Take two of Saturday Night Live’s funniest alumni and cast them in a drama. And no ordinary drama, but one permeated with so much despair that each of their characters attempts suicide within the first few minutes.

That’s not exactly a formula for box-office success, which helps to explain why The Skeleton Twins is opening at only two Columbus theaters this weekend. Nor is it a surefire formula for artistic success, but that’s where the flick fools us.

This second feature by director Craig Johnson (True Adolescents) is astoundingly good. So are stars Kristen Wiig and Bill Hader, who play siblings Maggie and Milo.

The troubled offspring of a father who killed himself and a mother who’s never there for them, the two been separated for the past 10 years due to an old grudge. They’ve spent that decade trying to build fulfilling lives—Milo as an aspiring actor in Los Angeles, Maggie as a dental technician and wife in their New York hometown—but both have failed to find happiness.

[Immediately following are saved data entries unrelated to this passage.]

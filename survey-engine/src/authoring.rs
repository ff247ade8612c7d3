//! Authoring-time rules: which type-specific fields an item must carry.
//!
//! These run when an item, page or survey is created or edited, never when a
//! participant answers. Every rule is evaluated and all violations are
//! returned together so an editor sees every problem in one pass.

use survey_engine_types::{AuthoringErrors, Item, ItemId, ItemType, Page, QuestionType, Survey};

/// Authoring failures of a page: `None` for the page's own fields, the item id otherwise.
pub type PageAuthoringErrors = Vec<(Option<ItemId>, AuthoringErrors)>;

/// Check that an item is well-formed for its item and question type.
pub fn validate_item(item: &Item) -> Result<(), AuthoringErrors> {
    let mut errors = AuthoringErrors::default();

    if item.title.trim().is_empty() {
        errors.push("title", "Title is required");
    }

    match item.item_type {
        ItemType::Question => match item.question_type {
            Some(question_type) => check_question_fields(item, question_type, &mut errors),
            None => errors.push(
                "question_type",
                "Question type is required for question items",
            ),
        },
        ItemType::StaticText => {
            if is_blank(&item.text_content) {
                errors.push(
                    "text_content",
                    "Text content is required for static text items",
                );
            }
        }
        ItemType::Image => {
            if is_blank(&item.image_url) {
                errors.push("image_url", "Image URL is required for image items");
            }
        }
        ItemType::Video => {
            if is_blank(&item.video_url) {
                errors.push("video_url", "Video URL is required for video items");
            }
        }
    }

    errors.into_result()
}

fn check_question_fields(item: &Item, question_type: QuestionType, errors: &mut AuthoringErrors) {
    if question_type.requires_options() && is_empty_list(&item.options) {
        errors.push(
            "options",
            "Options are required for multiple choice and Likert scale questions",
        );
    }

    match question_type {
        QuestionType::Scale => match (item.scale_min, item.scale_max) {
            (Some(min), Some(max)) if min > max => {
                errors.push(
                    "scale_min",
                    format!("Scale min ({min}) must not exceed scale max ({max})"),
                );
            }
            (Some(_), Some(_)) => {}
            (min, max) => {
                let message = "Scale min and max are required for scale questions";
                if min.is_none() {
                    errors.push("scale_min", message);
                }
                if max.is_none() {
                    errors.push("scale_max", message);
                }
            }
        },
        QuestionType::MatrixScale => {
            if is_empty_list(&item.statements) || is_empty_list(&item.matrix_options) {
                let message =
                    "Statements and matrix options are required for matrix scale questions";
                errors.push("statements", message);
                errors.push("matrix_options", message);
            }
        }
        QuestionType::FreeText
        | QuestionType::MultipleChoiceSingle
        | QuestionType::MultipleChoiceMultiple
        | QuestionType::LikertScale => {}
    }
}

/// Check a page's own fields and every item on it.
pub fn validate_page(page: &Page) -> Result<(), PageAuthoringErrors> {
    let mut failures = Vec::new();

    let mut own = AuthoringErrors::default();
    if page.name.trim().is_empty() {
        own.push("name", "Name is required");
    }
    if !own.is_empty() {
        failures.push((None, own));
    }

    for item in &page.items {
        if let Err(errors) = validate_item(item) {
            failures.push((Some(item.id), errors));
        }
    }

    if failures.is_empty() { Ok(()) } else { Err(failures) }
}

/// Check a survey's own fields.
pub fn validate_survey(survey: &Survey) -> Result<(), AuthoringErrors> {
    let mut errors = AuthoringErrors::default();
    if survey.title.trim().is_empty() {
        errors.push("title", "Title is required");
    }
    errors.into_result()
}

fn is_blank(value: &Option<String>) -> bool {
    value.as_deref().is_none_or(|s| s.trim().is_empty())
}

fn is_empty_list(value: &Option<Vec<String>>) -> bool {
    value.as_ref().is_none_or(Vec::is_empty)
}

#[cfg(test)]
mod tests {
    use super::*;
    use survey_engine_types::{PageId, ProjectId, SurveyId};

    fn item(item_type: ItemType) -> Item {
        Item::new(ItemId(1), PageId(1), "Title", item_type)
    }

    fn question(question_type: QuestionType) -> Item {
        Item::question(ItemId(1), PageId(1), "Title", question_type)
    }

    #[test]
    fn question_requires_question_type() {
        let errors = validate_item(&item(ItemType::Question)).unwrap_err();
        assert_eq!(errors.fields(), vec!["question_type"]);
    }

    #[test]
    fn content_items_require_their_payload() {
        assert_eq!(
            validate_item(&item(ItemType::StaticText)).unwrap_err().fields(),
            vec!["text_content"]
        );
        assert_eq!(
            validate_item(&item(ItemType::Image)).unwrap_err().fields(),
            vec!["image_url"]
        );
        assert_eq!(
            validate_item(&item(ItemType::Video)).unwrap_err().fields(),
            vec!["video_url"]
        );
        assert!(validate_item(&Item::image(ItemId(1), PageId(1), "I", "https://img")).is_ok());
    }

    #[test]
    fn choice_questions_require_options() {
        for question_type in [
            QuestionType::MultipleChoiceSingle,
            QuestionType::MultipleChoiceMultiple,
            QuestionType::LikertScale,
        ] {
            let errors = validate_item(&question(question_type)).unwrap_err();
            assert_eq!(errors.fields(), vec!["options"]);

            let empty = question(question_type).with_options(Vec::<String>::new());
            assert!(validate_item(&empty).is_err());

            let filled = question(question_type).with_options(["a", "b"]);
            assert!(validate_item(&filled).is_ok());
        }
    }

    #[test]
    fn scale_requires_both_bounds() {
        let errors = validate_item(&question(QuestionType::Scale)).unwrap_err();
        assert_eq!(errors.fields(), vec!["scale_min", "scale_max"]);

        let mut half = question(QuestionType::Scale);
        half.scale_min = Some(1);
        assert_eq!(validate_item(&half).unwrap_err().fields(), vec!["scale_max"]);

        let mut lower_missing = question(QuestionType::Scale);
        lower_missing.scale_max = Some(7);
        assert_eq!(
            validate_item(&lower_missing).unwrap_err().fields(),
            vec!["scale_min"]
        );

        assert!(validate_item(&question(QuestionType::Scale).with_scale(1, 5)).is_ok());
        assert!(validate_item(&question(QuestionType::Scale).with_scale(5, 1)).is_err());
    }

    #[test]
    fn matrix_requires_statements_and_options() {
        let errors = validate_item(&question(QuestionType::MatrixScale)).unwrap_err();
        assert_eq!(errors.fields(), vec!["statements", "matrix_options"]);

        let ok = question(QuestionType::MatrixScale).with_matrix(["s"], ["o"]);
        assert!(validate_item(&ok).is_ok());
    }

    #[test]
    fn reports_all_violations_at_once() {
        let mut broken = question(QuestionType::Scale);
        broken.title = "  ".into();
        let errors = validate_item(&broken).unwrap_err();
        assert_eq!(errors.fields(), vec!["title", "scale_min", "scale_max"]);
    }

    #[test]
    fn free_text_needs_nothing_else() {
        assert!(validate_item(&question(QuestionType::FreeText)).is_ok());
    }

    #[test]
    fn page_and_survey_fields() {
        let page = Page::new(PageId(1), SurveyId(1), 1, "")
            .with_item(question(QuestionType::FreeText))
            .with_item(Item::new(ItemId(2), PageId(1), "Broken", ItemType::Question));
        let failures = validate_page(&page).unwrap_err();
        assert_eq!(failures.len(), 2);
        assert_eq!(failures[0].0, None);
        assert_eq!(failures[1].0, Some(ItemId(2)));

        let survey = Survey::new(SurveyId(1), ProjectId(1), "", Vec::new()).unwrap();
        assert!(validate_survey(&survey).unwrap_err().has_field("title"));
    }
}
//! Item type registry: what an answer to each question type must look like.

use survey_engine_types::{AnswerShape, Item, QuestionType};

/// Scale bounds used when an item leaves `scale_min` unset.
pub const DEFAULT_SCALE_MIN: i64 = 0;

/// Scale bounds used when an item leaves `scale_max` unset.
pub const DEFAULT_SCALE_MAX: i64 = 10;

/// The structural constraint an answer to one item must satisfy.
///
/// One variant per question type; each carries the payload its check needs.
#[derive(Debug, Clone, PartialEq)]
pub enum AnswerConstraint {
    FreeText,
    SingleChoice,
    MultipleChoice,
    /// A number within `[min, max]`.
    Scale { min: i64, max: i64 },
    /// One number per statement.
    MatrixScale { statements: usize },
    LikertScale,
}

impl AnswerConstraint {
    /// The value shape this constraint accepts.
    pub fn shape(&self) -> AnswerShape {
        match self {
            Self::FreeText | Self::SingleChoice => AnswerShape::Text,
            Self::MultipleChoice => AnswerShape::TextList,
            Self::Scale { .. } | Self::LikertScale => AnswerShape::Number,
            Self::MatrixScale { .. } => AnswerShape::NumberList,
        }
    }
}

/// Whether an item contributes an entry to its page's contract.
pub fn is_answerable(item: &Item) -> bool {
    item.is_answerable()
}

/// Look up the answer constraint for an item.
///
/// `None` for items that are not answerable: non-question items and
/// questions without a question type.
pub fn resolve(item: &Item) -> Option<AnswerConstraint> {
    if !is_answerable(item) {
        return None;
    }
    item.question_type
        .map(|question_type| constraint_for(question_type, item))
}

/// Total mapping from question type to constraint.
pub fn constraint_for(question_type: QuestionType, item: &Item) -> AnswerConstraint {
    match question_type {
        QuestionType::FreeText => AnswerConstraint::FreeText,
        QuestionType::MultipleChoiceSingle => AnswerConstraint::SingleChoice,
        QuestionType::MultipleChoiceMultiple => AnswerConstraint::MultipleChoice,
        QuestionType::Scale => AnswerConstraint::Scale {
            min: item.scale_min.unwrap_or(DEFAULT_SCALE_MIN),
            max: item.scale_max.unwrap_or(DEFAULT_SCALE_MAX),
        },
        QuestionType::MatrixScale => AnswerConstraint::MatrixScale {
            statements: item.statement_count(),
        },
        QuestionType::LikertScale => AnswerConstraint::LikertScale,
    }
}

#[cfg(test)]
mod tests {
    use super::*;
    use survey_engine_types::{ItemId, ItemType, PageId};

    fn question(question_type: QuestionType) -> Item {
        Item::question(ItemId(1), PageId(1), "Q", question_type)
    }

    #[test]
    fn every_question_type_resolves() {
        for question_type in QuestionType::ALL {
            assert!(resolve(&question(question_type)).is_some(), "{question_type}");
        }
    }

    #[test]
    fn scale_defaults_to_zero_ten() {
        let constraint = resolve(&question(QuestionType::Scale)).unwrap();
        assert_eq!(constraint, AnswerConstraint::Scale { min: 0, max: 10 });

        let bounded = question(QuestionType::Scale).with_scale(1, 5);
        assert_eq!(
            resolve(&bounded).unwrap(),
            AnswerConstraint::Scale { min: 1, max: 5 }
        );
    }

    #[test]
    fn matrix_counts_statements() {
        let item = question(QuestionType::MatrixScale).with_matrix(["a", "b", "c"], ["x", "y"]);
        assert_eq!(
            resolve(&item).unwrap(),
            AnswerConstraint::MatrixScale { statements: 3 }
        );
    }

    #[test]
    fn non_questions_are_skipped() {
        assert!(resolve(&Item::static_text(ItemId(1), PageId(1), "T", "text")).is_none());
        assert!(resolve(&Item::new(ItemId(2), PageId(1), "Q", ItemType::Question)).is_none());
    }

    #[test]
    fn shapes() {
        assert_eq!(AnswerConstraint::MultipleChoice.shape(), AnswerShape::TextList);
        assert_eq!(AnswerConstraint::LikertScale.shape(), AnswerShape::Number);
        assert_eq!(
            AnswerConstraint::MatrixScale { statements: 2 }.shape(),
            AnswerShape::NumberList
        );
    }
}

What’s worse, they’re so good at hiding their inner desperation that those around them have no idea what they’re going through. No one can understand them except each other, and they’ve been living in mutual exile.

Ironically, it’s Milo’s attempted suicide following a breakup with a gay lover that brings the sibs back together and gives them a chance to come to each other’s rescue. Unfortunately, it’s not that easy. Though they bond and reconnect in some ways, they remain strangers in others.

Maggie doesn’t tell Milo that news of his suicide attempt arrived just as she was about to end her own life. Nor does she let on that her marriage with Lance (Luke Wilson) is anything less than perfect, though it doesn’t take Milo long to figure that out for himself.

For his part, Milo doesn’t tell Maggie he’s trying to reconnect with Rich (Modern Family’s Ty Burrell), the closeted teacher who molested him when he was 15.

As good as Wiig and Hader are at exploring the nuances of their roles, it’s Johnson and Mark Heyman’s sensitive script that creates those nuances to begin with. Nor do the other characters come up short in the humanity department. With the possible exception of the self-involved mother (Joanna Gleason), all are written and portrayed with sympathy and understanding.

Beyond Milo and Maggie, the film’s most tragic figure may be Lance. Though at times he comes off as patronizing, we soon realize he’s a decent man who only wants to be a good husband to Maggie and a good father to the child he so fervently wants.

Why can’t Maggie be happy with him? Because, Milo tells her in one of the film’s more heartbreaking moments, maybe a warm and decent man isn’t what she needs.

The Skeleton Twins isn’t entirely without humor. There’s a delicious joke about Marley and Me, and there’s a scene involving nitrous oxide and flatulence that goes on surprisingly long.

Mostly, though, the film remains sober as it takes us on a painful journey through the lives of two people who refuse to admit just how much they need each other.

 

Rating: 4½ stars (out of 5)

The Skeleton Twins, rated R, opens Friday (Sept. 26) at the Gateway Film Center and the AMC Lennox Town Center 24 in Columbus.